Records from a data source

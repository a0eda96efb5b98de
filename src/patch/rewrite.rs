//! Shared rewrite primitives: runtime-name construction, VarHandle
//! field and initialization plumbing, inner-class table maintenance and
//! the primitive-type dispatch used when retyping storage fields.

use jclass::access_flags::FieldAccessFlags;
use jclass::attributes::{AttributeInfo, InnerClassEntry};
use jclass::class_file::{ClassFile, FieldInfo};
use jclass::code::{CodeItem, Insn, Operand};
use jclass::constants::Pool;
use jclass::opcodes as op;

use crate::detect::VARHANDLE_DESCRIPTOR;
use crate::errors::rewrite::RewriteError;

/// Internal name under the runtime package of the source language.
///
/// Assembled from fragments: these strings are rewritten by relocation
/// ("shading") tools when they appear verbatim in a packaged artifact,
/// and a relocated name would no longer resolve at run time.
pub fn runtime_class(member: &str) -> String {
    let mut name = String::from("sc");
    name.push_str("ala/");
    name.push_str("runtime/");
    name.push_str(member);
    name
}

pub fn lazy_vals_module() -> String {
    runtime_class("LazyVals$")
}

pub fn lazy_vals_nested(member: &str) -> String {
    let mut name = runtime_class("LazyVals$");
    name.push_str(member);
    name
}

pub fn boxes_run_time() -> String {
    runtime_class("BoxesRunTime")
}

pub const METHOD_HANDLES: &str = "java/lang/invoke/MethodHandles";
pub const METHOD_HANDLES_LOOKUP: &str = "java/lang/invoke/MethodHandles$Lookup";
pub const VARHANDLE: &str = "java/lang/invoke/VarHandle";
pub const JAVA_LANG_OBJECT: &str = "java/lang/Object";
pub const OBJECT_DESCRIPTOR: &str = "Ljava/lang/Object;";

pub const LOOKUP_DESCRIPTOR: &str = "()Ljava/lang/invoke/MethodHandles$Lookup;";
pub const FIND_VARHANDLE_DESCRIPTOR: &str =
    "(Ljava/lang/Class;Ljava/lang/String;Ljava/lang/Class;)Ljava/lang/invoke/VarHandle;";
pub const COMPARE_AND_SET_DESCRIPTOR: &str =
    "(Ljava/lang/Object;Ljava/lang/Object;Ljava/lang/Object;)Z";

/// Adds `<storage>$lzyHandle` as a private static final `VarHandle`
/// field unless the class already declares it.
pub fn ensure_handle_field(class: &mut ClassFile, name: &str) -> Result<(), RewriteError> {
    let exists = class
        .fields
        .iter()
        .any(|field| class.pool.utf8(field.name_index).as_deref() == Some(name));
    if exists {
        return Ok(());
    }
    let name_index = class.pool.ensure_utf8(name)?;
    let descriptor_index = class.pool.ensure_utf8(VARHANDLE_DESCRIPTOR)?;
    class.fields.push(FieldInfo {
        access_flags: FieldAccessFlags::to_u16(&[
            FieldAccessFlags::AccPrivate,
            FieldAccessFlags::AccStatic,
            FieldAccessFlags::AccFinal,
        ]),
        name_index,
        descriptor_index,
        attributes: vec![],
    });
    Ok(())
}

/// Removes every field with one of the given names. Returns the names
/// actually removed.
pub fn remove_fields(class: &mut ClassFile, names: &[String]) -> Vec<String> {
    let pool = &class.pool;
    let mut removed = Vec::new();
    class.fields.retain(|field| {
        let keep = match pool.utf8(field.name_index) {
            Some(name) if names.contains(&name) => {
                removed.push(name);
                false
            }
            _ => true,
        };
        keep
    });
    removed
}

/// The six-instruction VarHandle installation sequence:
///
/// ```text
/// INVOKESTATIC  MethodHandles.lookup
/// LDC           <lookup class>
/// LDC           "<field name>"
/// LDC           Object.class
/// INVOKEVIRTUAL Lookup.findVarHandle
/// PUTSTATIC     <owner>.<handle field>
/// ```
///
/// `class_literal` and `field_name_literal` are existing pool indices
/// when a legacy sequence is rewritten in place, freshly interned ones
/// when the sequence is synthesized.
pub fn handle_init_sequence(
    pool: &mut Pool,
    class_literal: u16,
    field_name_literal: u16,
    owner: &str,
    handle_field: &str,
) -> Result<Vec<CodeItem>, RewriteError> {
    let lookup = pool.ensure_methodref(METHOD_HANDLES, "lookup", LOOKUP_DESCRIPTOR)?;
    let object_class = pool.ensure_class(JAVA_LANG_OBJECT)?;
    let find = pool.ensure_methodref(METHOD_HANDLES_LOOKUP, "findVarHandle", FIND_VARHANDLE_DESCRIPTOR)?;
    let target = pool.ensure_fieldref(owner, handle_field, VARHANDLE_DESCRIPTOR)?;
    Ok(vec![
        CodeItem::Insn(Insn::cp(op::INVOKESTATIC, lookup)),
        CodeItem::Insn(Insn::cp(op::LDC, class_literal)),
        CodeItem::Insn(Insn::cp(op::LDC, field_name_literal)),
        CodeItem::Insn(Insn::cp(op::LDC, object_class)),
        CodeItem::Insn(Insn::cp(op::INVOKEVIRTUAL, find)),
        CodeItem::Insn(Insn::cp(op::PUTSTATIC, target)),
    ])
}

/// Minimum operand stack the handle-init sequence needs: lookup, class,
/// string, class.
pub const HANDLE_INIT_STACK: u16 = 4;

/// Adds an entry to the `InnerClasses` table (creating the attribute if
/// absent) unless the inner class is already listed.
pub fn ensure_inner_class(
    class: &mut ClassFile,
    inner: &str,
    outer: &str,
    simple_name: &str,
    access_flags: u16,
) -> Result<(), RewriteError> {
    let inner_class_info = class.pool.ensure_class(inner)?;
    let outer_class_info = class.pool.ensure_class(outer)?;
    let inner_name = class.pool.ensure_utf8(simple_name)?;
    let entry = InnerClassEntry {
        inner_class_info,
        outer_class_info,
        inner_name,
        access_flags,
    };
    for attribute in class.attributes.iter_mut() {
        if let AttributeInfo::InnerClasses(entries) = attribute {
            if entries
                .iter()
                .any(|existing| existing.inner_class_info == inner_class_info)
            {
                return Ok(());
            }
            entries.push(entry);
            return Ok(());
        }
    }
    class
        .attributes
        .push(AttributeInfo::InnerClasses(vec![entry]));
    Ok(())
}

pub fn ensure_lookup_inner_class(class: &mut ClassFile) -> Result<(), RewriteError> {
    // public static final
    ensure_inner_class(class, METHOD_HANDLES_LOOKUP, METHOD_HANDLES, "Lookup", 0x0019)
}

/// Per-primitive emission record: how to box the computed value, unbox
/// a published one, push the zero value and return it.
#[derive(Debug, Clone, Copy)]
pub struct PrimitiveInfo {
    pub boxed: &'static str,
    pub box_method: &'static str,
    pub box_descriptor: &'static str,
    pub unbox_method: &'static str,
    pub unbox_descriptor: &'static str,
    pub zero_opcode: u8,
    pub return_opcode: u8,
}

#[derive(Debug, Clone)]
pub enum ValueKind {
    Primitive(PrimitiveInfo),
    Reference {
        /// `checkcast` operand: internal name, or the full descriptor
        /// for array types.
        cast_name: String,
    },
}

pub fn value_kind(descriptor: &str) -> ValueKind {
    let primitive = |boxed,
                     box_method,
                     box_descriptor,
                     unbox_method,
                     unbox_descriptor,
                     zero_opcode,
                     return_opcode| {
        ValueKind::Primitive(PrimitiveInfo {
            boxed,
            box_method,
            box_descriptor,
            unbox_method,
            unbox_descriptor,
            zero_opcode,
            return_opcode,
        })
    };
    match descriptor {
        "I" => primitive(
            "java/lang/Integer",
            "boxToInteger",
            "(I)Ljava/lang/Integer;",
            "unboxToInt",
            "(Ljava/lang/Object;)I",
            op::ICONST_0,
            op::IRETURN,
        ),
        "J" => primitive(
            "java/lang/Long",
            "boxToLong",
            "(J)Ljava/lang/Long;",
            "unboxToLong",
            "(Ljava/lang/Object;)J",
            op::LCONST_0,
            op::LRETURN,
        ),
        "F" => primitive(
            "java/lang/Float",
            "boxToFloat",
            "(F)Ljava/lang/Float;",
            "unboxToFloat",
            "(Ljava/lang/Object;)F",
            op::FCONST_0,
            op::FRETURN,
        ),
        "D" => primitive(
            "java/lang/Double",
            "boxToDouble",
            "(D)Ljava/lang/Double;",
            "unboxToDouble",
            "(Ljava/lang/Object;)D",
            op::DCONST_0,
            op::DRETURN,
        ),
        "Z" => primitive(
            "java/lang/Boolean",
            "boxToBoolean",
            "(Z)Ljava/lang/Boolean;",
            "unboxToBoolean",
            "(Ljava/lang/Object;)Z",
            op::ICONST_0,
            op::IRETURN,
        ),
        "B" => primitive(
            "java/lang/Byte",
            "boxToByte",
            "(B)Ljava/lang/Byte;",
            "unboxToByte",
            "(Ljava/lang/Object;)B",
            op::ICONST_0,
            op::IRETURN,
        ),
        "S" => primitive(
            "java/lang/Short",
            "boxToShort",
            "(S)Ljava/lang/Short;",
            "unboxToShort",
            "(Ljava/lang/Object;)S",
            op::ICONST_0,
            op::IRETURN,
        ),
        "C" => primitive(
            "java/lang/Character",
            "boxToCharacter",
            "(C)Ljava/lang/Character;",
            "unboxToChar",
            "(Ljava/lang/Object;)C",
            op::ICONST_0,
            op::IRETURN,
        ),
        _ => {
            let cast_name = if let Some(stripped) = descriptor.strip_prefix('L') {
                stripped.trim_end_matches(';').to_string()
            } else {
                descriptor.to_string()
            };
            ValueKind::Reference { cast_name }
        }
    }
}

/// True when any instruction of any remaining method still references
/// one of the given `(name, descriptor)` members. Used as a final
/// consistency gate after fields have been removed or retyped.
pub fn dangling_member_use(
    class: &ClassFile,
    members: &[(String, String)],
) -> Option<(String, String)> {
    for method in &class.methods {
        let Some(body) = method.code() else { continue };
        for item in &body.items {
            let CodeItem::Insn(insn) = item else { continue };
            if !matches!(
                insn.opcode,
                op::GETSTATIC | op::PUTSTATIC | op::GETFIELD | op::PUTFIELD
            ) {
                continue;
            }
            let Operand::Cp(index) = insn.operand else { continue };
            let Some((_, name, descriptor)) = class.pool.member_ref(index) else {
                continue;
            };
            for (wanted_name, wanted_descriptor) in members {
                if &name == wanted_name && &descriptor == wanted_descriptor {
                    let method_name = class
                        .pool
                        .utf8(method.name_index)
                        .unwrap_or_else(|| "<?>".into());
                    return Some((method_name, name));
                }
            }
        }
    }
    None
}

/// `(owner, name, descriptor)` of a member-referencing instruction.
pub fn insn_member(pool: &Pool, insn: &Insn) -> Option<(String, String, String)> {
    match insn.operand {
        Operand::Cp(index) => pool.member_ref(index),
        Operand::CpCount { index, .. } => pool.member_ref(index),
        _ => None,
    }
}

/// `GETSTATIC scala/runtime/LazyVals$.MODULE$`, the anchor every legacy
/// offset sequence starts with.
pub fn is_module_getstatic(pool: &Pool, insn: &Insn) -> bool {
    insn.opcode == op::GETSTATIC
        && insn_member(pool, insn)
            .map(|(owner, name, _)| owner == lazy_vals_module() && name == "MODULE$")
            .unwrap_or(false)
}

#[cfg(test)]
mod test {
    use super::*;

    #[test]
    fn runtime_names_assemble_to_real_internal_names() {
        assert_eq!(lazy_vals_module(), "scala/runtime/LazyVals$");
        assert_eq!(lazy_vals_nested("Waiting"), "scala/runtime/LazyVals$Waiting");
        assert_eq!(
            lazy_vals_nested("NullValue$"),
            "scala/runtime/LazyVals$NullValue$"
        );
        assert_eq!(boxes_run_time(), "scala/runtime/BoxesRunTime");
    }

    #[test]
    fn primitive_dispatch_covers_every_base_type() {
        for descriptor in ["I", "J", "F", "D", "Z", "B", "S", "C"] {
            assert!(matches!(
                value_kind(descriptor),
                ValueKind::Primitive(_)
            ));
        }
        match value_kind("Ljava/lang/String;") {
            ValueKind::Reference { cast_name } => assert_eq!(cast_name, "java/lang/String"),
            other => panic!("expected reference kind, got {other:?}"),
        }
        match value_kind("[I") {
            ValueKind::Reference { cast_name } => assert_eq!(cast_name, "[I"),
            other => panic!("expected reference kind, got {other:?}"),
        }
    }
}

§ **Your instructions**
Using the records above, output exactly the lines from the first through the line that contains "pub fn runtime_class(member: &str)", with both of those included.

§ **Task solution**
repository a0eda96efb5b98de
filename src/patch/rewrite.rs
//! Shared rewrite primitives: runtime-name construction, VarHandle
//! field and initialization plumbing, inner-class table maintenance and
//! the primitive-type dispatch used when retyping storage fields.

use jclass::access_flags::FieldAccessFlags;
use jclass::attributes::{AttributeInfo, InnerClassEntry};
use jclass::class_file::{ClassFile, FieldInfo};
use jclass::code::{CodeItem, Insn, Operand};
use jclass::constants::Pool;
use jclass::opcodes as op;

use crate::detect::VARHANDLE_DESCRIPTOR;
use crate::errors::rewrite::RewriteError;

/// Internal name under the runtime package of the source language.
///
/// Assembled from fragments: these strings are rewritten by relocation
/// ("shading") tools when they appear verbatim in a packaged artifact,
/// and a relocated name would no longer resolve at run time.
pub fn runtime_class(member: &str) -> String {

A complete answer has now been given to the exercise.